**Required action:** Go through the entries below and pick out every line with "Nothing".

[Stored items]
*****
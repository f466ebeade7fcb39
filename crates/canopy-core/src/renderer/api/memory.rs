// Copyright 2025 eraflo
//
// Licensed under the Apache License, Version 2.0 (the "License");
// you may not use this file except in compliance with the License.
// You may obtain a copy of the License at
//
//     http://www.apache.org/licenses/LICENSE-2.0
//
// Unless required by applicable law or agreed to in writing, software
// distributed under the License is distributed on an "AS IS" BASIS,
// WITHOUT WARRANTIES OR CONDITIONS OF ANY KIND, either express or implied.
// See the License for the specific language governing permissions and
// limitations under the License.

//! Device memory: properties, requirements, and bindings.

use bitflags::bitflags;

bitflags! {
    /// Properties of a memory type.
    #[derive(Debug, Clone, Copy, PartialEq, Eq, Hash, Default)]
    pub struct MemoryProperty: u32 {
        /// Most efficient for device access.
        const DEVICE_LOCAL = 1 << 0;
        /// Can be mapped for host access.
        const HOST_VISIBLE = 1 << 1;
        /// Host writes are visible to the device without explicit flushes.
        const HOST_COHERENT = 1 << 2;
        /// Host reads are cached.
        const HOST_CACHED = 1 << 3;
        /// Backing is only committed on demand.
        const LAZILY_ALLOCATED = 1 << 4;
    }
}

define_handle!(
    /// An opaque handle to a block of device memory.
    MemoryId
);

/// Memory requirements of an unbound buffer or image.
#[derive(Debug, Clone, Copy, PartialEq, Eq, Hash)]
pub struct MemoryRequirements {
    /// Number of bytes the resource needs.
    pub size: u64,
    /// Required alignment of the binding offset, a power of two.
    pub alignment: u64,
    /// Bit `i` is set if memory type `i` can back the resource.
    pub type_bits: u32,
}

/// One memory type exposed by the device.
#[derive(Debug, Clone, Copy, PartialEq, Eq)]
pub struct MemoryType {
    /// Properties of memory allocated from this type.
    pub properties: MemoryProperty,
    /// Index of the heap this type allocates from.
    pub heap_index: u32,
}

/// The memory types a device exposes.
#[derive(Debug, Clone, Default, PartialEq, Eq)]
pub struct MemoryProperties {
    /// Memory types, indexed by memory type index.
    pub types: Vec<MemoryType>,
}

impl MemoryProperties {
    /// Returns the first memory type allowed by `type_bits` that has every `required` property.
    pub fn find_type(&self, type_bits: u32, required: MemoryProperty) -> Option<u32> {
        self.types
            .iter()
            .enumerate()
            .take(32)
            .find(|(index, ty)| type_bits & (1 << index) != 0 && ty.properties.contains(required))
            .map(|(index, _)| index as u32)
    }
}

/// Where a resource's backing store lives.
#[derive(Debug, Clone, Copy, PartialEq, Eq, Hash)]
pub struct MemoryBinding {
    /// The memory block.
    pub memory: MemoryId,
    /// Byte offset of the resource inside the block.
    pub offset: u64,
    /// Number of bytes bound.
    pub size: u64,
}

/// Rounds `value` up to the next multiple of `alignment` (a power of two, or zero).
#[inline]
pub fn align_up(value: u64, alignment: u64) -> u64 {
    if alignment <= 1 {
        value
    } else {
        (value + alignment - 1) & !(alignment - 1)
    }
}

#[cfg(test)]
mod tests {
    use super::*;

    fn properties() -> MemoryProperties {
        MemoryProperties {
            types: vec![
                MemoryType {
                    properties: MemoryProperty::DEVICE_LOCAL,
                    heap_index: 0,
                },
                MemoryType {
                    properties: MemoryProperty::HOST_VISIBLE | MemoryProperty::HOST_COHERENT,
                    heap_index: 1,
                },
            ],
        }
    }

    #[test]
    fn test_find_type_respects_type_bits() {
        let props = properties();
        assert_eq!(props.find_type(0b11, MemoryProperty::HOST_VISIBLE), Some(1));
        assert_eq!(props.find_type(0b01, MemoryProperty::HOST_VISIBLE), None);
        assert_eq!(props.find_type(0b11, MemoryProperty::DEVICE_LOCAL), Some(0));
    }

    #[test]
    fn test_find_type_empty_requirement_matches_first_allowed() {
        assert_eq!(properties().find_type(0b10, MemoryProperty::empty()), Some(1));
    }

    #[test]
    fn test_align_up() {
        assert_eq!(align_up(0, 256), 0);
        assert_eq!(align_up(1, 256), 256);
        assert_eq!(align_up(256, 256), 256);
        assert_eq!(align_up(13, 0), 13);
    }
}
impl RenderManager {
    /// Takes ownership of a scene. Nothing is built until [`init`](Self::init).
    ///
    /// ## Errors
    /// * `ManagerError::Device` - If a synchronization object cannot be created.
    pub fn new(
        device: Arc<dyn GraphicsDevice>,
        surface: Box<dyn Surface>,
        root: Box<dyn Node>,
        settings: RenderSettings,
        image_loaders: ImageLoaderFactory,
    ) -> Result<Self, ManagerError> {
        let sync = FrameSync::new(Arc::clone(&device), settings.use_pipeline_cache)?;
        let extent = surface.extent();
        Ok(Self {
            table: ResourceTable::new(Arc::clone(&device)),
            device,
            surface,
            root,
            sync,
            settings,
            image_loaders,
            extent,
            state: ManagerState::Uninitialized,
            stats: FrameStats::default(),
        })
    }

    /// Runs Allocate, Stage, BuildPipeline and Record, in that order.
    ///
    /// Calling it again rebuilds the scene; nodes whose inputs did not change
    /// keep their device objects.
    pub fn init(&mut self) -> Result<(), ManagerError> {
        if self.state != ManagerState::Uninitialized {
            self.device.device_wait_idle()?;
        }
        let report = self.build(Phase::Allocate)?;
        log::info!(
            "Scene built: {} resources in {} memory blocks ({} bytes)",
            report.resources,
            report.blocks,
            report.block_bytes
        );
        self.state = ManagerState::Built;
        Ok(())
    }

    /// Re-runs every build phase, after the tree was edited through
    /// [`root_mut`](Self::root_mut).
    pub fn rebuild(&mut self) -> Result<(), ManagerError> {
        self.init()
    }

    /// Re-runs only the Record phase.
    pub fn rerecord(&mut self) -> Result<(), ManagerError> {
        if self.state == ManagerState::Uninitialized {
            return Err(ManagerError::NotInitialized);
        }
        self.device.device_wait_idle()?;
        self.run_record().inspect_err(|e| {
            log::error!("{e}");
            self.state = ManagerState::Uninitialized;
        })
    }

    /// Recreates the surface at `extent`, rebuilds what depends on its size
    /// and draws one frame.
    ///
    /// An empty extent (a minimized window) is skipped.
    pub fn resize(&mut self, extent: Extent2D) -> Result<FrameOutcome, ManagerError> {
        self.resize_inner(extent, true)
    }

    /// Draws and presents one frame.
    ///
    /// Errors never reach the caller. A stale surface triggers one resize at
    /// the current extent; anything else is logged and the frame is dropped.
    pub fn redraw(&mut self) -> FrameOutcome {
        self.redraw_inner(true)
    }

    /// Dispatches an input event through the tree.
    ///
    /// Returns `true` if a node asked for a redraw. A resize event resizes
    /// the manager instead, which already draws a frame.
    pub fn handle_event(&mut self, event: &InputEvent) -> bool {
        if let InputEvent::Resized(extent) = event {
            if let Err(e) = self.resize(*extent) {
                log::error!("Resize to {}x{} failed: {e}", extent.width, extent.height);
            }
            return false;
        }

        let mut handler = EventHandler::new(event);
        match self.root.handle_event(&mut handler) {
            Ok(()) => handler.redraw_requested(),
            Err(e) => {
                log::error!("Event {event:?} failed: {e}");
                false
            }
        }
    }

    pub fn find_first_of_type<T: TypedNode>(&self) -> Option<&T> {
        search::find_first_of_type(self.root.as_ref())
    }

    pub fn find_first_of_type_mut<T: TypedNode>(&mut self) -> Option<&mut T> {
        search::find_first_of_type_mut(self.root.as_mut())
    }

    /// Bounds of the whole scene.
    pub fn bounding_box(&self) -> Aabb {
        search::bounding_box(self.root.as_ref())
    }

    /// Points the first camera of the scene at everything in it.
    ///
    /// A scene without a camera gets one, inserted with the old root under
    /// a new root [`Separator`]. Returns `false` if the scene has no bounds.
    pub fn view_all(&mut self) -> bool {
        self.ensure_camera();
        let bounds = self.bounding_box();
        if !bounds.is_valid() {
            log::warn!("view_all: the scene has no geometry");
            return false;
        }
        match self.find_first_of_type_mut::<Camera>() {
            Some(camera) => {
                camera.view_all(&bounds);
                true
            }
            None => false,
        }
    }

    /// Makes sure the scene has a camera. Returns `true` if one was inserted.
    pub fn ensure_camera(&mut self) -> bool {
        if self.find_first_of_type::<Camera>().is_some() {
            return false;
        }
        let mut camera = Camera::new();
        if !self.extent.is_empty() {
            camera.aspect_ratio = self.extent.aspect_ratio();
        }
        let previous = std::mem::replace(&mut self.root, Box::new(Separator::new()));
        let mut root = Separator::new();
        root.push(camera);
        root.push_boxed(previous);
        self.root = Box::new(root);
        log::debug!("Inserted a camera above the scene root");
        true
    }

    pub fn state(&self) -> ManagerState {
        self.state
    }

    pub fn stats(&self) -> FrameStats {
        self.stats
    }

    pub fn extent(&self) -> Extent2D {
        self.extent
    }

    pub fn settings(&self) -> &RenderSettings {
        &self.settings
    }

    /// Counts of the device objects the scene currently owns.
    pub fn live_handles(&self) -> LiveHandles {
        self.table.live_handles()
    }

    pub fn resources(&self) -> &ResourceTable {
        &self.table
    }

    pub fn root(&self) -> &dyn Node {
        self.root.as_ref()
    }

    /// Mutable access to the tree. Structural edits take effect at the next
    /// [`rebuild`](Self::rebuild) or [`rerecord`](Self::rerecord).
    pub fn root_mut(&mut self) -> &mut dyn Node {
        self.root.as_mut()
    }

    fn build(&mut self, first: Phase) -> Result<AllocationReport, ManagerError> {
        let result = self.run_build(first);
        if let Err(e) = &result {
            log::error!("Build failed: {e}");
            self.state = ManagerState::Uninitialized;
        }
        result
    }

    fn run_build(&mut self, first: Phase) -> Result<AllocationReport, ManagerError> {
        let report = self.run_allocate(first)?;
        self.run_stage()?;
        self.run_pipeline()?;
        self.run_record()?;
        Ok(report)
    }

    /// Runs Allocate or Resize, then binds memory for what the walk created.
    fn run_allocate(&mut self, phase: Phase) -> Result<AllocationReport, ManagerError> {
        let mut allocator = Allocator::begin(
            &mut self.table,
            &self.image_loaders,
            self.settings.allocation,
            self.extent,
        );
        let walked = match phase {
            Phase::Resize => self.root.resize(&mut allocator),
            _ => self.root.alloc(&mut allocator),
        };
        walked
            .and_then(|()| allocator.end())
            .map_err(ManagerError::phase(phase))
    }

    /// Records the transfers of the Stage walk, submits them and waits.
    fn run_stage(&mut self) -> Result<(), ManagerError> {
        let encoder = self.device.begin_command_buffer(
            self.sync.staging_commands,
            &CommandBufferBeginInfo {
                one_time_submit: true,
                render_pass_continue: None,
            },
        )?;
        let mut stager = Stager::new(&mut self.table, encoder);
        self.root
            .stage(&mut stager)
            .and_then(|()| stager.finish())
            .map_err(ManagerError::phase(Phase::Stage))?;

        self.device.reset_fences(&[self.sync.staging_fence])?;
        self.device.queue_submit(
            &SubmitInfo {
                command_buffers: &[self.sync.staging_commands],
                ..Default::default()
            },
            Some(self.sync.staging_fence),
        )?;
        self.device
            .wait_for_fences(&[self.sync.staging_fence], self.settings.fence_timeout_ns())?;
        Ok(())
    }

    fn run_pipeline(&mut self) -> Result<(), ManagerError> {
        let mut creator = PipelineCreator::new(
            &mut self.table,
            self.surface.render_pass(),
            self.sync.pipeline_cache,
        );
        self.root
            .pipeline(&mut creator)
            .map_err(ManagerError::phase(Phase::BuildPipeline))
    }

    fn run_record(&mut self) -> Result<(), ManagerError> {
        let mut recorder =
            CommandRecorder::new(&mut self.table, self.surface.render_pass(), self.extent);
        self.root
            .record(&mut recorder)
            .map_err(ManagerError::phase(Phase::Record))
    }

    fn resize_inner(
        &mut self,
        extent: Extent2D,
        allow_recovery: bool,
    ) -> Result<FrameOutcome, ManagerError> {
        if self.state == ManagerState::Uninitialized {
            return Err(ManagerError::NotInitialized);
        }
        if extent.is_empty() {
            log::warn!("Ignoring resize to an empty extent");
            return Ok(FrameOutcome::Dropped);
        }

        log::debug!("Resizing to {}x{}", extent.width, extent.height);
        self.state = ManagerState::Resizing;
        let result = self.run_resize(extent);
        if let Err(e) = &result {
            log::error!("Resize failed: {e}");
            self.state = ManagerState::Uninitialized;
        }
        result?;

        self.state = ManagerState::Ready;
        self.stats.resizes += 1;
        Ok(self.redraw_inner(allow_recovery))
    }

    fn run_resize(&mut self, extent: Extent2D) -> Result<(), ManagerError> {
        self.device.device_wait_idle()?;
        self.surface.recreate(extent)?;
        self.extent = extent;
        self.run_build(Phase::Resize)?;
        Ok(())
    }

    fn redraw_inner(&mut self, allow_recovery: bool) -> FrameOutcome {
        if !self.state.can_draw() {
            log::warn!("Frame dropped: the manager is {:?}", self.state);
            self.stats.frames_dropped += 1;
            return FrameOutcome::Dropped;
        }

        self.state = ManagerState::Rendering;
        let result = self.draw_frame();
        self.state = ManagerState::Ready;

        let outcome = match result {
            Ok(()) => FrameOutcome::Presented,
            Err(e) if e.is_out_of_date() && allow_recovery => {
                log::info!("Surface out of date, recreating it");
                self.stats.recoveries += 1;
                // The frame drawn by the resize is already counted.
                return match self.resize_inner(self.extent, false) {
                    Ok(FrameOutcome::Presented) => FrameOutcome::Recovered,
                    Ok(outcome) => outcome,
                    Err(e) => {
                        log::error!("Recovery failed: {e}");
                        self.stats.frames_dropped += 1;
                        FrameOutcome::Dropped
                    }
                };
            }
            Err(e) if e.is_out_of_date() => {
                log::warn!("Frame dropped, surface still out of date: {e}");
                FrameOutcome::Dropped
            }
            Err(e) => {
                log::error!("Frame dropped: {e}");
                FrameOutcome::Dropped
            }
        };
        self.stats.record(outcome);
        outcome
    }

    fn draw_frame(&mut self) -> Result<(), ManagerError> {
        let frame_fence = self.sync.frame_fence;
        let render_finished = self.sync.render_finished;
        self.device
            .wait_for_fences(&[frame_fence], self.settings.fence_timeout_ns())?;
        let image = self.surface.acquire_next_image()?;

        let mut renderer = SceneRenderer::new(&self.table, self.extent);
        self.root
            .render(&mut renderer)
            .map_err(ManagerError::phase(Phase::Render))?;
        let batches = renderer.into_batches();
        self.record_frame(&image, &batches)?;

        let acquired: Vec<_> = image.acquire_semaphore.into_iter().collect();
        self.device.reset_fences(&[frame_fence])?;
        let submitted = self.device.queue_submit(
            &SubmitInfo {
                command_buffers: &[self.sync.frame_commands],
                wait_semaphores: &acquired,
                signal_semaphores: &[render_finished],
            },
            Some(frame_fence),
        );
        if let Err(e) = submitted {
            // Nothing will signal the reset fence now.
            if let Err(renew_err) = self.sync.renew_frame_fence() {
                log::error!("Failed to renew the frame fence: {renew_err}");
            }
            return Err(e.into());
        }

        let mut presenter = Presenter::new(&self.table, image.index, self.extent, vec![render_finished]);
        self.root
            .present(&mut presenter)
            .map_err(ManagerError::phase(Phase::Present))?;
        let wait_semaphores = presenter.into_wait_semaphores();
        self.surface.present(&image, &wait_semaphores)?;
        Ok(())
    }

    /// Records the primary buffer: dispatches, then the draws inside the render pass.
    fn record_frame(
        &self,
        image: &SwapchainImage,
        batches: &RenderBatches,
    ) -> Result<(), ManagerError> {
        let mut encoder = self.device.begin_command_buffer(
            self.sync.frame_commands,
            &CommandBufferBeginInfo {
                one_time_submit: true,
                render_pass_continue: None,
            },
        )?;
        if !batches.dispatches.is_empty() {
            encoder.execute_commands(&batches.dispatches);
        }
        encoder.begin_render_pass(
            &RenderPassBeginInfo {
                render_pass: self.surface.render_pass(),
                framebuffer: image.framebuffer,
                render_area: Rect2D::from_extent(self.extent),
                clear_color: self.settings.clear_color,
                clear_depth: self.settings.clear_depth,
            },
            SubpassContents::SecondaryCommandBuffers,
        );
        if !batches.draws.is_empty() {
            encoder.execute_commands(&batches.draws);
        }
        encoder.end_render_pass();
        encoder.finish()?;
        Ok(())
    }
}
// Copyright 2025 eraflo
//
// Licensed under the Apache License, Version 2.0 (the "License");
// you may not use this file except in compliance with the License.
// You may obtain a copy of the License at
//
//     http://www.apache.org/licenses/LICENSE-2.0
//
// Unless required by applicable law or agreed to in writing, software
// distributed under the License is distributed on an "AS IS" BASIS,
// WITHOUT WARRANTIES OR CONDITIONS OF ANY KIND, either express or implied.
// See the License for the specific language governing permissions and
// limitations under the License.

//! # Canopy Agents
//!
//! The orchestration layer. A [`RenderManager`] owns the scene root, the
//! resource table and the per-frame synchronization objects, and drives the
//! traversal phases of `canopy-scene` in dependency order:
//!
//! - `init` runs Allocate, Stage, BuildPipeline and Record.
//! - `resize` recreates the surface, runs Resize, Stage, BuildPipeline and
//!   Record, then draws one frame.
//! - `redraw` runs Render, submits the frame and runs Present, recovering
//!   from a stale surface with a single resize.

pub mod render_agent;

pub use render_agent::{FrameOutcome, FrameStats, ManagerError, ManagerState, RenderManager};
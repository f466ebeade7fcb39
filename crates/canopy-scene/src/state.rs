// Copyright 2025 eraflo
//
// Licensed under the Apache License, Version 2.0 (the "License");
// you may not use this file except in compliance with the License.
// You may obtain a copy of the License at
//
//     http://www.apache.org/licenses/LICENSE-2.0
//
// Unless required by applicable law or agreed to in writing, software
// distributed under the License is distributed on an "AS IS" BASIS,
// WITHOUT WARRANTIES OR CONDITIONS OF ANY KIND, either express or implied.
// See the License for the specific language governing permissions and
// limitations under the License.

//! The per-phase state records nodes communicate through.
//!
//! Each phase context carries one of these as its public `state` field.
//! Producer nodes write a field, consumer nodes later in the traversal read
//! it. A [`Separator`](crate::Separator) clones the record on entry and puts
//! the clone back on exit, so every record is cheap to clone: host data is
//! shared through `Arc`, everything else is handles and small vectors.

use canopy_core::math::{Aabb, Mat4};
use canopy_core::renderer::api::*;
use std::sync::Arc;

/// A buffer and its requested size.
#[derive(Debug, Clone, Copy, PartialEq, Eq, Hash)]
pub struct BufferRef {
    pub buffer: BufferId,
    pub size: u64,
}

/// Host-side contents destined for a buffer.
#[derive(Debug, Clone)]
pub struct HostData {
    pub bytes: Arc<[u8]>,
    /// Size in bytes of one element.
    pub element_size: u32,
    /// Number of elements.
    pub count: u32,
    /// Bounds of the elements, if they are positions.
    pub bounds: Option<Aabb>,
}

impl HostData {
    pub fn size(&self) -> u64 {
        self.bytes.len() as u64
    }
}

/// An image view ready to be bound, and the layout it will be in.
#[derive(Debug, Clone, Copy, PartialEq, Eq, Hash)]
pub struct ImageRef {
    pub view: ImageViewId,
    pub layout: ImageLayout,
}

/// State of the Allocate and Resize phases.
#[derive(Debug, Clone, Default)]
pub struct AllocState {
    /// Latest host data description.
    pub buffer_data: Option<HostData>,
    /// Latest buffer created.
    pub buffer: Option<BufferRef>,
}

/// State of the Stage phase.
#[derive(Debug, Clone, Default)]
pub struct StageState {
    pub buffer_data: Option<HostData>,
    pub buffer: Option<BufferRef>,
}

/// State of the BuildPipeline phase.
///
/// Accumulates everything a pipeline-building command node consumes.
#[derive(Debug, Clone, Default)]
pub struct PipelineState {
    pub buffer: Option<BufferRef>,
    pub image: Option<ImageRef>,
    pub sampler: Option<SamplerId>,
    pub shader_stages: Vec<ShaderStageInfo>,
    pub vertex_bindings: Vec<VertexInputBinding>,
    pub vertex_attributes: Vec<VertexInputAttribute>,
    pub layout_bindings: Vec<DescriptorSetLayoutBinding>,
    pub pool_sizes: Vec<DescriptorPoolSize>,
    pub writes: Vec<WriteDescriptor>,
    pub rasterization: RasterizationState,
}

/// A vertex buffer bound at a binding slot.
#[derive(Debug, Clone, Copy, PartialEq, Eq)]
pub struct VertexBufferBinding {
    pub binding: u32,
    pub buffer: BufferId,
    pub offset: u64,
}

/// The index buffer of the next draw.
#[derive(Debug, Clone, Copy, PartialEq, Eq)]
pub struct IndexBinding {
    pub buffer: BufferId,
    pub format: IndexFormat,
    /// Number of indices in the buffer.
    pub count: u32,
}

/// State of the Record phase.
#[derive(Debug, Clone, Default)]
pub struct RecordState {
    pub buffer: Option<BufferRef>,
    pub vertex_buffers: Vec<VertexBufferBinding>,
    /// Vertex count derived from the first per-vertex binding.
    pub vertex_count: Option<u32>,
    pub index: Option<IndexBinding>,
}

/// State of the Render phase: the current transforms.
#[derive(Debug, Clone, Copy, PartialEq)]
pub struct RenderState {
    pub model_matrix: Mat4,
    pub view_matrix: Mat4,
    pub projection_matrix: Mat4,
}

impl Default for RenderState {
    fn default() -> Self {
        Self {
            model_matrix: Mat4::IDENTITY,
            view_matrix: Mat4::IDENTITY,
            projection_matrix: Mat4::IDENTITY,
        }
    }
}

/// State of a bounding box query: the accumulated model transform.
#[derive(Debug, Clone, Copy, PartialEq)]
pub struct BoundsState {
    pub model_matrix: Mat4,
}

impl Default for BoundsState {
    fn default() -> Self {
        Self {
            model_matrix: Mat4::IDENTITY,
        }
    }
}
*****
**Finished task:**
    /// Takes ownership of a scene. Nothing is built until [`init`](Self::init).
            // Nothing will signal the reset fence now.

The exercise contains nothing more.